26 March 2009 by Richard

group of people by three plaques on a museum wall

Black achievers plaque unveiling

Hello there

Well before anyone sends me an accusatory email I will admit I am not the world’s best blogger! Strange really considering I constantly annoy my colleagues by saying “That would be a great blog picture” or “I can blog this and that” etc.  So I am back and hopefully once again people will read my blog to support my rather bold claim that this is one of the most visited parts of the National Museums Liverpool website. I can hear the laughter coming from the web team office! 
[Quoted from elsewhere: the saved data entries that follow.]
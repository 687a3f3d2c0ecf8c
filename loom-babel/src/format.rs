//! Format trait definition
//!
//! This module defines the core Format trait that all format implementations must implement.
//! The trait provides a uniform interface for parsing and serializing loom trees.

use crate::error::FormatError;
use crate::tree::LoomTree;
use std::collections::HashMap;

/// Trait for loom tree formats
///
/// Implementors provide bidirectional conversion between a string representation and
/// [`LoomTree`]. Formats can support parsing, serialization, or both.
///
/// # Examples
///
/// ```ignore
/// struct MyFormat;
///
/// impl Format for MyFormat {
///     fn name(&self) -> &str {
///         "my-format"
///     }
///
///     fn supports_parsing(&self) -> bool {
///         true
///     }
///
///     fn parse(&self, source: &str) -> Result<LoomTree, FormatError> {
///         todo!()
///     }
/// }
/// ```
pub trait Format: Send + Sync {
    /// The name of this format (e.g., "nested", "flatmap", "graph")
    fn name(&self) -> &str;

    /// Optional description of this format
    fn description(&self) -> &str {
        ""
    }

    /// File extensions associated with this format, without the leading dot.
    ///
    /// Used for automatic format detection from filenames.
    fn file_extensions(&self) -> &[&str] {
        &[]
    }

    /// Whether this format supports parsing (source → LoomTree)
    fn supports_parsing(&self) -> bool {
        false
    }

    /// Whether this format supports serialization (LoomTree → source)
    fn supports_serialization(&self) -> bool {
        false
    }

    /// Whether `source` looks like a document of this format.
    ///
    /// This is a cheap structural check used for auto-detection, not a validation.
    fn sniff(&self, _source: &serde_json::Value) -> bool {
        false
    }

    /// Parse source text into a tree
    ///
    /// Default implementation returns NotSupported error.
    fn parse(&self, _source: &str) -> Result<LoomTree, FormatError> {
        Err(FormatError::NotSupported(format!(
            "Format '{}' does not support parsing",
            self.name()
        )))
    }

    /// Serialize a tree into source text
    ///
    /// Default implementation returns NotSupported error.
    fn serialize(&self, _tree: &LoomTree) -> Result<String, FormatError> {
        Err(FormatError::NotSupported(format!(
            "Format '{}' does not support serialization",
            self.name()
        )))
    }

    /// Serialize a tree, optionally using extra parameters.
    ///
    /// Formats without options can rely on the default implementation, which delegates
    /// to [`Format::serialize`] and rejects any parameter.
    fn serialize_with_options(
        &self,
        tree: &LoomTree,
        options: &HashMap<String, String>,
    ) -> Result<String, FormatError> {
        if options.is_empty() {
            self.serialize(tree)
        } else {
            Err(FormatError::NotSupported(format!(
                "Format '{}' does not support extra parameters",
                self.name()
            )))
        }
    }
}
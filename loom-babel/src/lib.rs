//! Format interoperability for loom trees
//!
//!     A loom tree is a tree of generated-text branches: every node holds a piece of text and
//!     its children are the alternative continuations of that text. Different tools store such
//!     trees in different JSON shapes. This crate converts between them through one canonical
//!     in-memory tree, [`LoomTree`].
//!
//!     This is a pure lib: it powers loom-cli but is shell agnostic, so no code here reads
//!     files, env vars or writes to stdout. Logging goes through `tracing` and is silent unless
//!     the caller installs a subscriber.
//!
//! Architecture
//!
//!     Every format converts to and from [`LoomTree`] only; formats never talk to each other.
//!     Converting A to B is always parse(A) followed by serialize(B).
//!
//!     .
//!     ├── error.rs                # FormatError
//!     ├── format.rs               # Format trait definition
//!     ├── registry.rs             # FormatRegistry for discovery, detection and conversion
//!     ├── transforms.rs           # functional helpers over the default registry
//!     ├── tree.rs                 # LoomTree, the canonical model
//!     └── formats
//!         ├── common              # JSON, options, ids and timestamps shared by formats
//!         ├── nested              # {root: {id, text, children}}
//!         ├── flatmap             # {nodes: {id: {text, parentId, ...}}}
//!         ├── graph               # {nodes: [...], edges: [...]}
//!         └── treeviz             # outline rendering, output only
//!
//! Formats
//!
//!     - nested: recursive objects. Lossless, the only exact round trip.
//!     - flatmap: a map of records linked by parentId. Ids are regenerated on encode.
//!     - graph: node and edge lists plus metadata. Ids are kept; edges are the source of truth.
//!     - treeviz: a human-readable outline for inspection.
//!
//!     Each external format is a set of serde record types, so field names and types are
//!     checked when a document is read instead of when a field is first touched.
//!
//! Errors
//!
//!     Anything wrong with an input document (bad JSON, missing field, dangling id, cycle)
//!     is a [`FormatError::MalformedInput`] naming the offending field or id. Conversions
//!     either succeed completely or return no output.
pub mod error;
pub mod format;
pub mod formats;
pub mod registry;
pub mod transforms;
pub mod tree;

pub use error::FormatError;
pub use format::Format;
pub use registry::FormatRegistry;
pub use tree::LoomTree;
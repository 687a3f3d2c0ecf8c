//! Format implementations
//!
//! This module contains all format implementations that convert between
//! [`LoomTree`](crate::tree::LoomTree) and their text representations.

pub mod common;
pub mod flatmap;
pub mod graph;
pub mod nested;
pub mod treeviz;

pub use flatmap::FlatMapFormat;
pub use graph::GraphFormat;
pub use nested::NestedFormat;
pub use treeviz::TreevizFormat;
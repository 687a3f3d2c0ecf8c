//! Rendering for `loom inspect`
//!
//! The report is the treeviz outline of the tree followed by a short summary:
//!
//! ```text
//! ⧉ Loom (3 nodes)
//! └─ ¶ A
//!   └─ ¶ B
//!     └─ ¶ C
//!
//! format: nested
//! nodes:  3
//! depth:  3
//! leaves: 1
//! ```

use loom_babel::formats::treeviz::to_treeviz_str_with_params;
use loom_babel::{FormatError, LoomTree};
use std::collections::HashMap;

/// Build the inspect report for a tree read as `format`.
pub fn render_report(
    tree: &LoomTree,
    format: &str,
    params: &HashMap<String, String>,
) -> Result<String, FormatError> {
    let mut output = to_treeviz_str_with_params(tree, params)?;
    let leaves = tree.walk().filter(|(_, node)| node.is_leaf()).count();

    output.push('\n');
    output.push_str(&format!("format: {format}\n"));
    output.push_str(&format!("nodes:  {}\n", tree.node_count()));
    output.push_str(&format!("depth:  {}\n", tree.depth()));
    output.push_str(&format!("leaves: {leaves}\n"));

    let duplicates = tree.duplicate_ids();
    if !duplicates.is_empty() {
        output.push_str(&format!("duplicate ids: {}\n", duplicates.join(", ")));
    }
    Ok(output)
}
Ok, so what has happened since I was last in cyberspace? Well one very successful event at the museum was the US Black History Month event on 17 February called From Lincoln to Obama: a look at the progress of civil rights. As well as a number of noted speakers such as Simon Woolley from Operation Black Vote and Wally Brown, the ex principle of Liverpool Community College, three new Black Achievers plaques were unveiled. Most notable was President Obama, a very popular choice and someone who rightly deserves his position on the wall. Equally deserving though are the two achievers flanking him – the Civil Rights activist Fannie Lou Hamer  and Dr Mae Jemison, the first African American woman in space. 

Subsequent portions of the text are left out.